In September 1941, he participated in the second stage of the Northern Hunan Battles as a first lieutenant-platoon leader, and in July-November 1944, in the Hunan-Guangxi battles (July-November 1944) as a captain-staff officer. While in action as a platoon leader he was once 'decorated' (meaning 'wounded in battlefields' in army jargon) _ took a laceration in the head by a piece of cannon-ball shrapnel.
When the Japanese surrendered in 1945 and a civil war was immanent, by then a major-staff officer, Kwok Cheung was not convinced that in-killing among compatriots was in order. He chose to quit, roamed from northern China to south, trying to find a way out for himself
With the referral of one of the high school friends aforementioned, who already got a job with the Hong Kong and Whampoa Dock, Kwok Cheung got his job therein in 1948 as accounting clerk. Only then he could marry our mother Yuk Chan who was also a high school friend, raised and maintained a family that included his aging parents. He served the company for more than 30 years till he retired.

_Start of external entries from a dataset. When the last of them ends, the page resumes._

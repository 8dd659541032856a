use sea_orm::{
    Condition, JoinType, PaginatorTrait, QueryFilter, QueryOrder, QuerySelect, RelationTrait,
    TransactionTrait, prelude::*,
};
use uuid::Uuid;

use crate::{
    ChangeRequest, ChangeStatus, DebtRecord, EngineError, ResultEngine, debt_transactions, debts,
};

use super::{
    Engine,
    access::{require_party, require_requester},
    with_tx,
};

impl Engine {
    /// Pending requests on debts where `user_id` is lender or borrower,
    /// newest first.
    pub async fn list_pending(&self, user_id: &str) -> ResultEngine<Vec<ChangeRequest>> {
        with_tx!(self, |db_tx| {
            let models = debt_transactions::Entity::find()
                .join(JoinType::InnerJoin, debt_transactions::Relation::Debts.def())
                .filter(debt_transactions::Column::Status.eq(ChangeStatus::Pending.as_str()))
                .filter(
                    Condition::any()
                        .add(debts::Column::LenderId.eq(user_id))
                        .add(debts::Column::BorrowerId.eq(user_id)),
                )
                .order_by_desc(debt_transactions::Column::CreatedAt)
                .all(&db_tx)
                .await?;
            models
                .into_iter()
                .map(ChangeRequest::try_from)
                .collect::<ResultEngine<Vec<_>>>()
        })
    }

    /// Number of pending requests still waiting for `user_id` to approve.
    pub async fn pending_count_for_user(&self, user_id: &str) -> ResultEngine<u64> {
        with_tx!(self, |db_tx| {
            let count = debt_transactions::Entity::find()
                .join(JoinType::InnerJoin, debt_transactions::Relation::Debts.def())
                .filter(debt_transactions::Column::Status.eq(ChangeStatus::Pending.as_str()))
                .filter(
                    Condition::any()
                        .add(
                            Condition::all()
                                .add(debts::Column::LenderId.eq(user_id))
                                .add(debt_transactions::Column::LenderApproved.eq(false)),
                        )
                        .add(
                            Condition::all()
                                .add(debts::Column::BorrowerId.eq(user_id))
                                .add(debt_transactions::Column::BorrowerApproved.eq(false)),
                        ),
                )
                .count(&db_tx)
                .await?;
            Ok(count)
        })
    }

    /// Return a [`ChangeRequest`] visible to `user_id`.
    ///
    /// Once its debt has been dropped, a request is only visible to its
    /// requester.
    pub async fn request(
        &self,
        transaction_id: Uuid,
        user_id: &str,
    ) -> ResultEngine<ChangeRequest> {
        with_tx!(self, |db_tx| {
            let request = self.require_request(&db_tx, transaction_id).await?;
            match self.find_debt(&db_tx, request.debt_id).await? {
                Some(debt) => {
                    require_party(user_id, &debt)?;
                }
                None => require_requester(user_id, &request).map_err(|_| {
                    EngineError::Forbidden("user is not a party of this debt".to_string())
                })?,
            }
            Ok(request)
        })
    }

    /// Full request history of one debt, newest first.
    pub async fn list_debt_requests(
        &self,
        debt_id: Uuid,
        user_id: &str,
    ) -> ResultEngine<Vec<ChangeRequest>> {
        with_tx!(self, |db_tx| {
            let debt = self.require_debt(&db_tx, debt_id).await?;
            require_party(user_id, &debt)?;
            let models = debt_transactions::Entity::find()
                .filter(debt_transactions::Column::DebtId.eq(debt_id.to_string()))
                .order_by_desc(debt_transactions::Column::CreatedAt)
                .all(&db_tx)
                .await?;
            models
                .into_iter()
                .map(ChangeRequest::try_from)
                .collect::<ResultEngine<Vec<_>>>()
        })
    }

    /// Return a [`DebtRecord`] (snapshot from DB).
    pub async fn debt(&self, debt_id: Uuid, user_id: &str) -> ResultEngine<DebtRecord> {
        with_tx!(self, |db_tx| {
            let debt = self.require_debt(&db_tx, debt_id).await?;
            require_party(user_id, &debt)?;
            Ok(debt)
        })
    }
}
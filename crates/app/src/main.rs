use std::sync::Arc;

use engine::{ChannelNotifier, Notification};
use migration::{Migrator, MigratorTrait};
use settings::Database;
use tokio::sync::mpsc::UnboundedReceiver;

mod settings;

#[tokio::main]
async fn main() -> Result<(), Box<dyn std::error::Error + Send + Sync>> {
    let settings = settings::Settings::new()?;
    let mut tasks = tokio::task::JoinSet::new();

    tracing_subscriber::fmt()
        .with_env_filter(format!(
            "settlement={level},server={level},engine={level}",
            level = settings.app.level
        ))
        .init();

    let Some(server) = settings.server else {
        tracing::warn!("no server settings found, nothing to run");
        return Ok(());
    };

    let (notifier, notifications) = ChannelNotifier::new();
    tasks.spawn(deliver_notifications(notifications));

    tasks.spawn(async move {
        tracing::info!("Found server settings...");
        let db = match parse_database(&server.database).await {
            Ok(db) => db,
            Err(err) => {
                tracing::error!("failed to initialize database: {err}");
                return;
            }
        };

        let engine = match engine::Engine::builder()
            .database(db.clone())
            .notifier(Arc::new(notifier))
            .build()
            .await
        {
            Ok(engine) => engine,
            Err(err) => {
                tracing::error!("failed to build engine from database: {err}");
                return;
            }
        };
        let bind = server.bind.unwrap_or_else(|| "127.0.0.1".to_string());
        let addr = format!("{}:{}", bind, server.port);
        server::run(engine, db, &addr).await;
    });

    while tasks.join_next().await.is_some() {
        tasks.shutdown().await;
    }

    Ok(())
}

/// Drain engine notifications. Delivery to users (mail, push) plugs in here;
/// for now each one is logged.
async fn deliver_notifications(mut notifications: UnboundedReceiver<Notification>) {
    while let Some(notification) = notifications.recv().await {
        tracing::info!(
            kind = ?notification.kind,
            recipient = %notification.recipient,
            request_id = %notification.payload.request_id,
            debt_id = %notification.payload.debt_id,
            "delivering notification"
        );
    }
}

async fn parse_database(
    config: &settings::Database,
) -> Result<sea_orm::DatabaseConnection, Box<dyn std::error::Error + Send + Sync>> {
    let url = match config {
        Database::Memory => String::from("sqlite::memory:"),
        Database::Sqlite(path) => format!("sqlite:{}?mode=rwc", path),
    };

    let database = sea_orm::Database::connect(engine::Engine::connect_options(url)).await?;
    Migrator::up(&database, None).await?;
    Ok(database)
}
use chrono::{DateTime, Utc};
use sea_orm::{DatabaseTransaction, QueryFilter, TransactionTrait, prelude::*, sea_query::Expr};
use uuid::Uuid;

use crate::{
    ChangeRequest, ChangeStatus, EngineError, ResultEngine, debt_transactions,
    notify::{Notification, NotificationKind, NotificationPayload},
};

use super::{
    Engine, Party, Resolution,
    access::{require_party, require_requester},
    apply::apply_approved,
    with_tx,
};

#[derive(Clone, Copy, Debug, PartialEq, Eq)]
enum Outcome {
    Rejected,
    Applied,
    AwaitingCounterparty,
}

impl Engine {
    /// Approve or reject a pending request as one of the debt's parties.
    ///
    /// Approval sets the caller's flag; once both flags are set the change is
    /// applied in the same database transaction. Rejection resolves the
    /// request and leaves the debt untouched.
    pub async fn respond(
        &self,
        transaction_id: Uuid,
        user_id: &str,
        approve: bool,
    ) -> ResultEngine<Resolution> {
        let resolved_at = Utc::now();

        let (request, debt, outcome) = with_tx!(self, |db_tx| {
            let request = self.require_request(&db_tx, transaction_id).await?;
            if !request.is_pending() {
                return Err(already_resolved());
            }
            let debt = self.require_debt(&db_tx, request.debt_id).await?;
            let party = require_party(user_id, &debt)?;

            let outcome = if approve {
                record_approval(&db_tx, request.id, party).await?;
                let current = self.require_request(&db_tx, request.id).await?;
                if current.has_consensus() {
                    apply_approved(&db_tx, &current, &debt, resolved_at).await?;
                    Outcome::Applied
                } else {
                    Outcome::AwaitingCounterparty
                }
            } else {
                finalize(&db_tx, request.id, ChangeStatus::Rejected, resolved_at).await?;
                Outcome::Rejected
            };

            let request = self.require_request(&db_tx, transaction_id).await?;
            Ok((request, debt, outcome))
        })?;

        match outcome {
            Outcome::Applied => {
                tracing::info!(
                    request_id = %request.id,
                    debt_id = %debt.id,
                    kind = request.kind.as_str(),
                    "change request applied"
                );
                self.notify(Notification {
                    kind: NotificationKind::RequestApplied,
                    recipient: request.requester_id.clone(),
                    payload: NotificationPayload::describe(&request, &debt, user_id),
                });
            }
            Outcome::Rejected => {
                tracing::info!(request_id = %request.id, by = %user_id, "change request rejected");
                let recipient = if request.requester_id == user_id {
                    counterpart_of(&debt, user_id)
                } else {
                    Some(request.requester_id.clone())
                };
                if let Some(recipient) = recipient {
                    self.notify(Notification {
                        kind: NotificationKind::RequestRejected,
                        recipient,
                        payload: NotificationPayload::describe(&request, &debt, user_id),
                    });
                }
            }
            Outcome::AwaitingCounterparty => {
                tracing::debug!(request_id = %request.id, by = %user_id, "approval recorded");
            }
        }

        Ok(Resolution {
            debt_mutated: outcome == Outcome::Applied,
            request,
        })
    }

    /// Withdraw a pending request. Only its requester may do this.
    pub async fn cancel(&self, transaction_id: Uuid, user_id: &str) -> ResultEngine<ChangeRequest> {
        let resolved_at = Utc::now();

        let (request, debt) = with_tx!(self, |db_tx| {
            let request = self.require_request(&db_tx, transaction_id).await?;
            if !request.is_pending() {
                return Err(already_resolved());
            }
            require_requester(user_id, &request)?;
            finalize(&db_tx, request.id, ChangeStatus::Cancelled, resolved_at).await?;

            let debt = self.find_debt(&db_tx, request.debt_id).await?;
            let request = self.require_request(&db_tx, transaction_id).await?;
            Ok((request, debt))
        })?;

        tracing::info!(request_id = %request.id, "change request cancelled");
        if let Some(debt) = debt
            && let Some(recipient) = counterpart_of(&debt, user_id)
        {
            self.notify(Notification {
                kind: NotificationKind::RequestCancelled,
                recipient,
                payload: NotificationPayload::describe(&request, &debt, user_id),
            });
        }
        Ok(request)
    }
}

fn counterpart_of(debt: &crate::DebtRecord, user_id: &str) -> Option<String> {
    debt.party_of(user_id)
        .map(|party| debt.user_of(party.counterpart()).to_string())
}

pub(super) fn already_resolved() -> EngineError {
    EngineError::AlreadyResolved("transaction is not pending".to_string())
}

/// Set the approval flag of `party`, only while the request is pending.
async fn record_approval(
    db: &DatabaseTransaction,
    request_id: Uuid,
    party: Party,
) -> ResultEngine<()> {
    let column = match party {
        Party::Lender => debt_transactions::Column::LenderApproved,
        Party::Borrower => debt_transactions::Column::BorrowerApproved,
    };
    let res = debt_transactions::Entity::update_many()
        .col_expr(column, Expr::value(true))
        .filter(debt_transactions::Column::Id.eq(request_id.to_string()))
        .filter(debt_transactions::Column::Status.eq(ChangeStatus::Pending.as_str()))
        .exec(db)
        .await?;
    if res.rows_affected == 0 {
        return Err(already_resolved());
    }
    Ok(())
}

/// Move a request out of `pending`. Losing a race with another resolution
/// yields [`EngineError::AlreadyResolved`].
pub(super) async fn finalize(
    db: &DatabaseTransaction,
    request_id: Uuid,
    status: ChangeStatus,
    resolved_at: DateTime<Utc>,
) -> ResultEngine<()> {
    let res = debt_transactions::Entity::update_many()
        .col_expr(
            debt_transactions::Column::Status,
            Expr::value(status.as_str()),
        )
        .col_expr(
            debt_transactions::Column::ResolvedAt,
            Expr::value(Some(resolved_at)),
        )
        .filter(debt_transactions::Column::Id.eq(request_id.to_string()))
        .filter(debt_transactions::Column::Status.eq(ChangeStatus::Pending.as_str()))
        .exec(db)
        .await?;
    if res.rows_affected == 0 {
        return Err(already_resolved());
    }
    Ok(())
}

Kwok Cheung loved the great outdoors. Throughout his life, his staple activities during holidays were hiking and sea bathing, bringing along a camera. At home, he loved to read classics in Chinese literature, reciting prose and poems, to himself and to his children. While reading newspapers, he loved to give comments, to whoever sitting around, listening or not.
Kwok Cheung and Yuk Chan immigrated to Canada in 1987, first to Winnipeg, then moved to Vancouver, always lived close to son Ming, the eldest of their four children who totally brought them five grandchildren, Joanne, Christine, Arthur, Agnes and Tin Pui.
Other than failing memories, losing some weight, and poor hearing, Kwok Cheung was incredibly healthy as a nonagenarian. According to his family doctor, his heart, liver and kidneys all functioned well, neither did he have any major chronic illnesses. With no obvious reasons, he was suddenly bed-bound since the beginning of April, and after "complaining about a little ache in the side", he was sent to the Richmond Hospital in an ambulance on 5th April.
He spent more than two months in the hospital, "waiting for a vacancy with the Minoru Residence" as they said. Being bed-bound, and had to do all in bed. Most of the time he was in agony, and in "pain all over the body" for which no obvious reasons either. Boosted by the frequent joyous trips on wheelchair in the later days, to the adjacent Minoru Park, where he could ponder on the sky with clouds, conifers, flowering trees, pond with water fowl, squirrels, rabbits and kids running around, he soldiered it on, dignified by a healthy dose of moral courage, to the last moments on June 14, 2012, 9:23pm, that came so abruptly and caught me off guard, while I had begun talking about bringing him home to his own bed, and come what might, as he insisted all the time.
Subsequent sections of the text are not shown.